Sejumlah negara kunci Eropa, seperti Inggris dan Prancis, menegaskan tidak bakal ikut serta dalam blokade. Perdana Menteri Inggris Keir Starmer mengatakan pihaknya menolak langkah tersebut.
"Kami tidak mendukung blokade. Keputusan saya sangat jelas bahwa apa pun tekanannya, kami tidak bakal terseret ke dalam perang," ujarnya kepada BBC, dikutip Selasa (14/3/2026).
Sebagai alternatif, negara-negara NATO tengah menyiapkan inisiatif untuk mengamankan pelayaran di Selat Hormuz setelah bentrok mereda. Sekretaris Jenderal NATO Mark Rutte sebelumnya menyebut aliansi dapat berkedudukan jika seluruh 32 personil menyepakati pembentukan misi bersama.
Presiden Prancis Emmanuel Macron mengungkapkan negaranya bakal menggelar konvensi dengan Inggris dan mitra lain guna membentuk misi multinasional.
"Misi nan sepenuhnya melindungi ini, nan berbeda dari pihak-pihak nan bertikai, bakal dikerahkan segera setelah situasi memungkinkan," kata Macron.
Rencana tersebut mencakup pengawalan kapal tanker dan penetapan jalur kondusif bagi pelayaran internasional.
"Ini tentang melindungi pelayaran dan mendukung kebebasan navigasi setelah bentrok berakhir. Tujuan berbareng kita adalah rencana multinasional nan terkoordinasi dan independen," ujar Starmer di parlemen.
Sumber diplomatik menyebut sekitar 30 negara, termasuk negara Teluk, India, serta sejumlah negara Eropa, berpotensi terlibat dalam misi tersebut. Namun, baik Iran maupun AS tidak bakal berperan-serta langsung, meski tetap bakal diberi pemberitahuan.
Di sisi lain, Menteri Luar Negeri Turki Hakan Fidan menilai pembukaan kembali Selat Hormuz sebaiknya ditempuh melalui jalur diplomasi. Ia juga menyerukan NATO untuk menata ulang hubungan dengan Trump dalam pertemuan puncak mendatang.

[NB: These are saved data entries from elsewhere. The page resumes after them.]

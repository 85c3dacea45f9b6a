use std::path::{Path, PathBuf};
use std::sync::Arc;

use anyhow::Context;
use clap::{Parser, Subcommand};
use terrastream_common::{TerrainConfig, TileCoord};
use terrastream_elevation::ElevationSampler;
use terrastream_mesh::TileMeshBuilder;
use terrastream_noise::NoiseField;
use terrastream_stream::{TileEvent, TileStreamingManager};
use tracing_subscriber::EnvFilter;

#[derive(Parser)]
#[command(name = "terrastream-cli", about = "CLI tool for terrastream terrain streaming")]
struct Cli {
    /// Enable verbose logging
    #[arg(short, long)]
    verbose: bool,

    /// YAML terrain configuration; defaults are used when omitted
    #[arg(short, long)]
    config: Option<PathBuf>,

    #[command(subcommand)]
    command: Commands,
}

#[derive(Subcommand)]
enum Commands {
    /// Print crate info and the effective configuration
    Info,
    /// Generate a single tile and describe it
    Tile {
        #[arg(long, allow_hyphen_values = true)]
        x: i32,
        #[arg(long, allow_hyphen_values = true)]
        z: i32,
        /// Level of detail for the mesh
        #[arg(long, default_value = "0")]
        lod: u8,
    },
    /// Query terrain height at a world position
    Height {
        #[arg(long, allow_hyphen_values = true)]
        x: f32,
        #[arg(long, allow_hyphen_values = true)]
        z: f32,
    },
    /// Move a viewer in a straight line and report streaming activity
    Walk {
        /// Number of ticks to simulate
        #[arg(short, long, default_value = "20")]
        steps: u64,
        /// World units moved along X per tick
        #[arg(long, default_value = "25.0", allow_hyphen_values = true)]
        dx: f32,
        /// World units moved along Z per tick
        #[arg(long, default_value = "0.0", allow_hyphen_values = true)]
        dz: f32,
    },
}

/// Read and validate a configuration file, or fall back to defaults.
fn load_config(path: Option<&Path>) -> anyhow::Result<TerrainConfig> {
    let config = match path {
        Some(path) => {
            let text = std::fs::read_to_string(path)
                .with_context(|| format!("reading config {}", path.display()))?;
            serde_yaml::from_str::<TerrainConfig>(&text)
                .with_context(|| format!("parsing config {}", path.display()))?
        }
        None => TerrainConfig::default(),
    };
    config.validate().context("invalid terrain configuration")?;
    Ok(config)
}

fn sampler(config: &TerrainConfig) -> ElevationSampler {
    ElevationSampler::new(Arc::new(NoiseField::new(config.noise.clone())), config)
}

fn main() -> anyhow::Result<()> {
    let cli = Cli::parse();

    let filter = if cli.verbose { "debug" } else { "info" };
    tracing_subscriber::fmt()
        .with_env_filter(EnvFilter::new(filter))
        .init();

    let config = load_config(cli.config.as_deref())?;

    match cli.command {
        Commands::Info => {
            println!("terrastream-cli v{}", env!("CARGO_PKG_VERSION"));
            println!("common: {}", terrastream_common::crate_info());
            println!("noise: {}", terrastream_noise::crate_info());
            println!("elevation: {}", terrastream_elevation::crate_info());
            println!("mesh: {}", terrastream_mesh::crate_info());
            println!("stream: {}", terrastream_stream::crate_info());
            println!();
            print!("{}", serde_yaml::to_string(&config)?);
        }
        Commands::Tile { x, z, lod } => {
            let coord = TileCoord::new(x, z);
            let sampler = sampler(&config);
            let grid = sampler.generate(coord, config.tile_size, config.base_resolution)?;
            let mesh = TileMeshBuilder::new(config.height_scale).build(&grid, lod)?;
            let (lo, hi) = grid.min_max();

            println!("Tile {coord}: region {:?}", sampler.region_archetype(coord));
            println!(
                "Grid: {res}x{res}, range [{lo:.4}, {hi:.4}], span {span:.4}",
                res = grid.resolution(),
                span = hi - lo
            );
            println!(
                "Mesh: lod {lod}, {0}x{0} vertices, {1} triangles",
                mesh.resolution,
                mesh.triangle_count()
            );
        }
        Commands::Height { x, z } => {
            let sampler = sampler(&config);
            let tile = TileCoord::from_world(x, z, config.tile_size);
            println!(
                "Height at ({x}, {z}) in tile {tile}: {:.3}",
                sampler.elevation_at_point(x, z)
            );
        }
        Commands::Walk { steps, dx, dz } => {
            println!("Walk: {steps} ticks, step ({dx}, {dz})");
            let mut manager = TileStreamingManager::new(config)?;
            let mut position = glam::Vec3::ZERO;

            for _ in 0..steps {
                let stats = manager.update_from_position(position);
                let failed = manager
                    .drain_events()
                    .iter()
                    .filter(|e| matches!(e, TileEvent::Failed { .. }))
                    .count();
                println!(
                    "tick {:>3}: viewer {}, +{} -{} ~{} resident={} queued={} failed={failed} ({:?})",
                    stats.tick,
                    manager.viewer().unwrap_or_default(),
                    stats.loaded,
                    stats.unloaded,
                    stats.relevelled,
                    stats.resident,
                    stats.queued,
                    stats.update_time
                );
                position += glam::Vec3::new(dx, 0.0, dz);
            }

            let timer = manager.generation_timer();
            println!(
                "Resident tiles: {} (visible {}), tile generation mean {:?}, worst {:?}",
                manager.resident_count(),
                manager.visible_tiles().count(),
                timer.mean(),
                timer.worst()
            );
        }
    }

    Ok(())
}
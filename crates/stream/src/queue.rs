use std::cmp::Reverse;
use std::collections::BinaryHeap;

use terrastream_common::TileCoord;

/// A deferred tile load.
#[derive(Debug, Clone, Copy, PartialEq, Eq, Hash)]
pub struct LoadJob {
    pub coord: TileCoord,
    /// Chebyshev distance to the viewer; the queue priority.
    pub distance: u32,
    /// First tick on which the job may start.
    pub ready_tick: u64,
}

#[derive(Debug, Clone, Copy, PartialEq, Eq, PartialOrd, Ord)]
struct QueueKey {
    distance: u32,
    coord: TileCoord,
    ready_tick: u64,
}

impl From<LoadJob> for QueueKey {
    fn from(job: LoadJob) -> Self {
        Self {
            distance: job.distance,
            coord: job.coord,
            ready_tick: job.ready_tick,
        }
    }
}

impl From<QueueKey> for LoadJob {
    fn from(key: QueueKey) -> Self {
        Self {
            coord: key.coord,
            distance: key.distance,
            ready_tick: key.ready_tick,
        }
    }
}

/// Nearest-first priority queue of pending tile loads.
#[derive(Debug, Clone, Default)]
pub struct LoadQueue {
    heap: BinaryHeap<Reverse<QueueKey>>,
}

impl LoadQueue {
    pub fn new() -> Self {
        Self::default()
    }

    pub fn push(&mut self, job: LoadJob) {
        self.heap.push(Reverse(job.into()));
    }

    pub fn len(&self) -> usize {
        self.heap.len()
    }

    pub fn is_empty(&self) -> bool {
        self.heap.is_empty()
    }

    /// Pop up to `limit` jobs whose delay has elapsed, nearest first.
    /// Jobs that are not ready yet stay queued.
    pub fn pop_ready(&mut self, tick: u64, limit: usize) -> Vec<LoadJob> {
        let mut ready = Vec::new();
        let mut waiting = Vec::new();
        while ready.len() < limit {
            let Some(Reverse(key)) = self.heap.pop() else {
                break;
            };
            if key.ready_tick <= tick {
                ready.push(LoadJob::from(key));
            } else {
                waiting.push(key);
            }
        }
        self.heap.extend(waiting.into_iter().map(Reverse));
        ready
    }

    /// Recompute priorities against a new viewer position and drop jobs
    /// farther than `max_distance`. Returns the dropped coordinates.
    pub fn reprioritize(
        &mut self,
        distance_of: impl Fn(TileCoord) -> u32,
        max_distance: u32,
    ) -> Vec<TileCoord> {
        let mut dropped = Vec::new();
        let jobs: Vec<QueueKey> = self.heap.drain().map(|Reverse(k)| k).collect();
        for mut key in jobs {
            key.distance = distance_of(key.coord);
            if key.distance > max_distance {
                dropped.push(key.coord);
            } else {
                self.heap.push(Reverse(key));
            }
        }
        dropped.sort();
        dropped
    }

    pub fn coords(&self) -> impl Iterator<Item = TileCoord> + '_ {
        self.heap.iter().map(|Reverse(k)| k.coord)
    }
}
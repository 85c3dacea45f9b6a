//! Elevation: per-tile grids of normalized heights and point height queries.
//!
//! # Invariants
//! - Every sample of a generated grid lies inside the configured clamp bounds.
//! - A generated grid spans at least `min_variation` (max - min), unless
//!   `min_variation` is zero.
//! - Point queries are continuous everywhere and never depend on which tiles
//!   happen to be resident.

mod grid;
mod sampler;
mod source;

pub use grid::ElevationGrid;
pub use sampler::{ElevationSampler, RegionArchetype};
pub use source::ElevationSource;

use terrastream_common::TileCoord;

/// Errors from grid construction and tile generation.
#[derive(Debug, Clone, PartialEq, thiserror::Error)]
pub enum ElevationError {
    #[error("grid resolution must be at least 2, got {0}")]
    InvalidResolution(usize),
    #[error("tile size must be positive and finite, got {0}")]
    InvalidTileSize(f32),
    #[error("expected {expected} samples, got {actual}")]
    SampleCount { expected: usize, actual: usize },
    #[error("elevation source failed for tile {coord}: {reason}")]
    Source { coord: TileCoord, reason: String },
}

pub fn crate_info() -> &'static str {
    "terrastream-elevation v0.1.0"
}
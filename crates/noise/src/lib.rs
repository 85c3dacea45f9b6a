//! Noise field: deterministic scalar noise over the XZ plane.
//!
//! # Invariants
//! - Every function is a pure function of `(x, z, seed, config)`; there is no
//!   hidden RNG state, so results are identical across calls and processes.
//! - Invalid configurations (zero octaves, zero scale) are rejected by
//!   `TerrainConfig::validate` before a field is ever built.

mod field;

pub use field::{NoiseField, fade, hash, hash_unit};

pub fn crate_info() -> &'static str {
    "terrastream-noise v0.1.0"
}
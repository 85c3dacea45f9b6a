use terrastream_common::{LodLevel, StreamConfig};

/// Distance-to-LOD step function with hysteresis for re-levelling.
#[derive(Debug, Clone, PartialEq, Eq)]
pub struct LodPolicy {
    thresholds: Vec<u32>,
    hysteresis: LodLevel,
}

impl LodPolicy {
    /// `thresholds[i]` is the largest distance still drawn at LOD `i`.
    pub fn new(thresholds: Vec<u32>, hysteresis: LodLevel) -> Self {
        Self {
            thresholds,
            hysteresis,
        }
    }

    pub fn from_config(config: &StreamConfig) -> Self {
        Self::new(config.lod_thresholds.clone(), config.lod_hysteresis)
    }

    pub fn max_lod(&self) -> LodLevel {
        self.thresholds.len() as LodLevel
    }

    /// Number of thresholds the distance exceeds. Non-decreasing in distance.
    pub fn calculate_lod(&self, distance: u32) -> LodLevel {
        self.thresholds.iter().filter(|&&t| distance > t).count() as LodLevel
    }

    /// Whether a tile at `current` should be rebuilt at `target`.
    pub fn needs_relevel(&self, current: LodLevel, target: LodLevel) -> bool {
        current.abs_diff(target) >= self.hysteresis
    }
}

impl Default for LodPolicy {
    fn default() -> Self {
        Self::from_config(&StreamConfig::default())
    }
}

#[cfg(test)]
mod tests {
    use super::*;

    #[test]
    fn default_steps() {
        let policy = LodPolicy::default();
        assert_eq!(policy.calculate_lod(0), 0);
        assert_eq!(policy.calculate_lod(1), 0);
        assert_eq!(policy.calculate_lod(2), 1);
        assert_eq!(policy.calculate_lod(3), 2);
        assert_eq!(policy.calculate_lod(4), 3);
        assert_eq!(policy.calculate_lod(1000), 3);
        assert_eq!(policy.max_lod(), 3);
    }

    #[test]
    fn lod_is_monotonic_in_distance() {
        let policy = LodPolicy::new(vec![2, 5, 6, 20], 1);
        let lods: Vec<LodLevel> = (0..64).map(|d| policy.calculate_lod(d)).collect();
        assert!(lods.windows(2).all(|w| w[0] <= w[1]));
        assert_eq!(*lods.last().unwrap(), 4);
    }

    #[test]
    fn hysteresis_suppresses_single_steps() {
        let policy = LodPolicy::default();
        assert!(!policy.needs_relevel(0, 0));
        assert!(!policy.needs_relevel(0, 1));
        assert!(!policy.needs_relevel(2, 1));
        assert!(policy.needs_relevel(0, 2));
        assert!(policy.needs_relevel(3, 1));
    }
}
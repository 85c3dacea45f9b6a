//! Streaming: resident tile set around a moving viewer, load scheduling,
//! eviction, LOD re-levelling and seam-free edge stitching.
//!
//! # Invariants
//! - A tile coordinate is resident at most once and is never resident and
//!   in progress at the same time.
//! - Tile generation runs off the coordinating thread; every insert and
//!   eviction happens inside `TileStreamingManager::update`.
//! - A failed tile returns to `Absent` and is retried on a later update.

mod grid;
mod lod;
mod manager;
mod queue;
mod stats;
mod stitch;
mod tile;
mod view;

pub use grid::{TileGrid, tiles_in_radius};
pub use lod::LodPolicy;
pub use manager::TileStreamingManager;
pub use queue::{LoadJob, LoadQueue};
pub use stats::{GenerationTimer, StreamStats};
pub use stitch::{RawNeighbors, stitch_edges};
pub use tile::{ResidentTile, TileEvent, TileState};
pub use view::ViewCone;

use terrastream_common::ConfigError;
use terrastream_elevation::ElevationError;
use terrastream_mesh::MeshError;

/// Errors surfaced by the streaming layer.
#[derive(Debug, Clone, PartialEq, thiserror::Error)]
pub enum StreamError {
    #[error("invalid configuration: {0}")]
    Config(#[from] ConfigError),
    #[error("elevation generation failed: {0}")]
    Elevation(#[from] ElevationError),
    #[error("mesh build failed: {0}")]
    Mesh(#[from] MeshError),
}

pub fn crate_info() -> &'static str {
    "terrastream-stream v0.1.0"
}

Trump sebelumnya menyatakan militer AS bakal menindak kapal-kapal Iran nan mendekati area blokade, setelah pembicaraan akhir pekan kandas mencapai kesepakatan damai.
"Blokade bakal segera dimulai. Negara-negara lain bakal terlibat dalam blokade ini," ujar Trump dalam unggahan di Truth Social.
Awalnya, Washington menyebut blokade bakal melibatkan kerja sama internasional di Selat Hormuz. Namun, militer AS kemudian menjelaskan bahwa operasi tersebut hanya menargetkan kapal nan menuju alias berasal dari pelabuhan Iran.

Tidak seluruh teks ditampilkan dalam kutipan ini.